Problem to work on ->
Every record below is to be restated word for word.

++++ Exercise inputs

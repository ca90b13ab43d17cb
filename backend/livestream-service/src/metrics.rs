use actix_web::HttpResponse;
use once_cell::sync::Lazy;
use prometheus::{Encoder, IntCounterVec, IntGauge, Opts, TextEncoder};

static ACTIVE_BRIDGE_WORKERS: Lazy<IntGauge> = Lazy::new(|| {
    let gauge = IntGauge::new(
        "livestream_bridge_workers_active",
        "Transcode workers currently registered",
    )
    .expect("failed to create livestream_bridge_workers_active");
    prometheus::default_registry()
        .register(Box::new(gauge.clone()))
        .expect("failed to register livestream_bridge_workers_active");
    gauge
});

static BRIDGE_WORKER_EXITS_TOTAL: Lazy<IntCounterVec> = Lazy::new(|| {
    let counter = IntCounterVec::new(
        Opts::new(
            "livestream_bridge_worker_exits_total",
            "Transcode worker exits by reason",
        ),
        &["reason"],
    )
    .expect("failed to create livestream_bridge_worker_exits_total");
    prometheus::default_registry()
        .register(Box::new(counter.clone()))
        .expect("failed to register livestream_bridge_worker_exits_total");
    counter
});

static WEBHOOK_EVENTS_TOTAL: Lazy<IntCounterVec> = Lazy::new(|| {
    let counter = IntCounterVec::new(
        Opts::new(
            "livestream_webhook_events_total",
            "CDN webhook deliveries by event and outcome",
        ),
        &["event", "outcome"],
    )
    .expect("failed to create livestream_webhook_events_total");
    prometheus::default_registry()
        .register(Box::new(counter.clone()))
        .expect("failed to register livestream_webhook_events_total");
    counter
});

pub fn set_active_workers(count: usize) {
    ACTIVE_BRIDGE_WORKERS.set(count as i64);
}

/// `reason` is `requested` for stop(), `crashed` otherwise.
pub fn record_worker_exit(requested: bool) {
    let reason = if requested { "requested" } else { "crashed" };
    BRIDGE_WORKER_EXITS_TOTAL.with_label_values(&[reason]).inc();
}

pub fn record_webhook_event(event: &str, outcome: &str) {
    WEBHOOK_EVENTS_TOTAL
        .with_label_values(&[event, outcome])
        .inc();
}

pub async fn serve_metrics() -> HttpResponse {
    let encoder = TextEncoder::new();
    let metric_families = prometheus::gather();

    let mut buffer = Vec::new();
    if let Err(err) = encoder.encode(&metric_families, &mut buffer) {
        return HttpResponse::InternalServerError().body(err.to_string());
    }

    HttpResponse::Ok()
        .content_type(encoder.format_type())
        .body(buffer)
}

++++++++

Response ->
repository ca90b13ab43d17cb
filename backend/livestream-service/src/metrics.rs
use actix_web::HttpResponse;
use once_cell::sync::Lazy;
use prometheus::{Encoder, IntCounterVec, IntGauge, Opts, TextEncoder};

static ACTIVE_BRIDGE_WORKERS: Lazy<IntGauge> = Lazy::new(|| {
    let gauge = IntGauge::new(
        "livestream_bridge_workers_active",
        "Transcode workers currently registered",
    )
    .expect("failed to create livestream_bridge_workers_active");
    prometheus::default_registry()
        .register(Box::new(gauge.clone()))
        .expect("failed to register livestream_bridge_workers_active");
    gauge
});

static BRIDGE_WORKER_EXITS_TOTAL: Lazy<IntCounterVec> = Lazy::new(|| {
    let counter = IntCounterVec::new(
        Opts::new(
            "livestream_bridge_worker_exits_total",
            "Transcode worker exits by reason",
        ),
        &["reason"],
    )
    .expect("failed to create livestream_bridge_worker_exits_total");
    prometheus::default_registry()
        .register(Box::new(counter.clone()))
        .expect("failed to register livestream_bridge_worker_exits_total");
    counter
});

static WEBHOOK_EVENTS_TOTAL: Lazy<IntCounterVec> = Lazy::new(|| {
    let counter = IntCounterVec::new(
        Opts::new(
            "livestream_webhook_events_total",
            "CDN webhook deliveries by event and outcome",
        ),
        &["event", "outcome"],
    )
    .expect("failed to create livestream_webhook_events_total");
    prometheus::default_registry()
        .register(Box::new(counter.clone()))
        .expect("failed to register livestream_webhook_events_total");
    counter
});

pub fn set_active_workers(count: usize) {
    ACTIVE_BRIDGE_WORKERS.set(count as i64);
}

/// `reason` is `requested` for stop(), `crashed` otherwise.
pub fn record_worker_exit(requested: bool) {
    let reason = if requested { "requested" } else { "crashed" };
    BRIDGE_WORKER_EXITS_TOTAL.with_label_values(&[reason]).inc();
}

pub fn record_webhook_event(event: &str, outcome: &str) {
    WEBHOOK_EVENTS_TOTAL
        .with_label_values(&[event, outcome])
        .inc();
}

pub async fn serve_metrics() -> HttpResponse {
    let encoder = TextEncoder::new();
    let metric_families = prometheus::gather();

    let mut buffer = Vec::new();
    if let Err(err) = encoder.encode(&metric_families, &mut buffer) {
        return HttpResponse::InternalServerError().body(err.to_string());
    }

    HttpResponse::Ok()
        .content_type(encoder.format_type())
        .body(buffer)
}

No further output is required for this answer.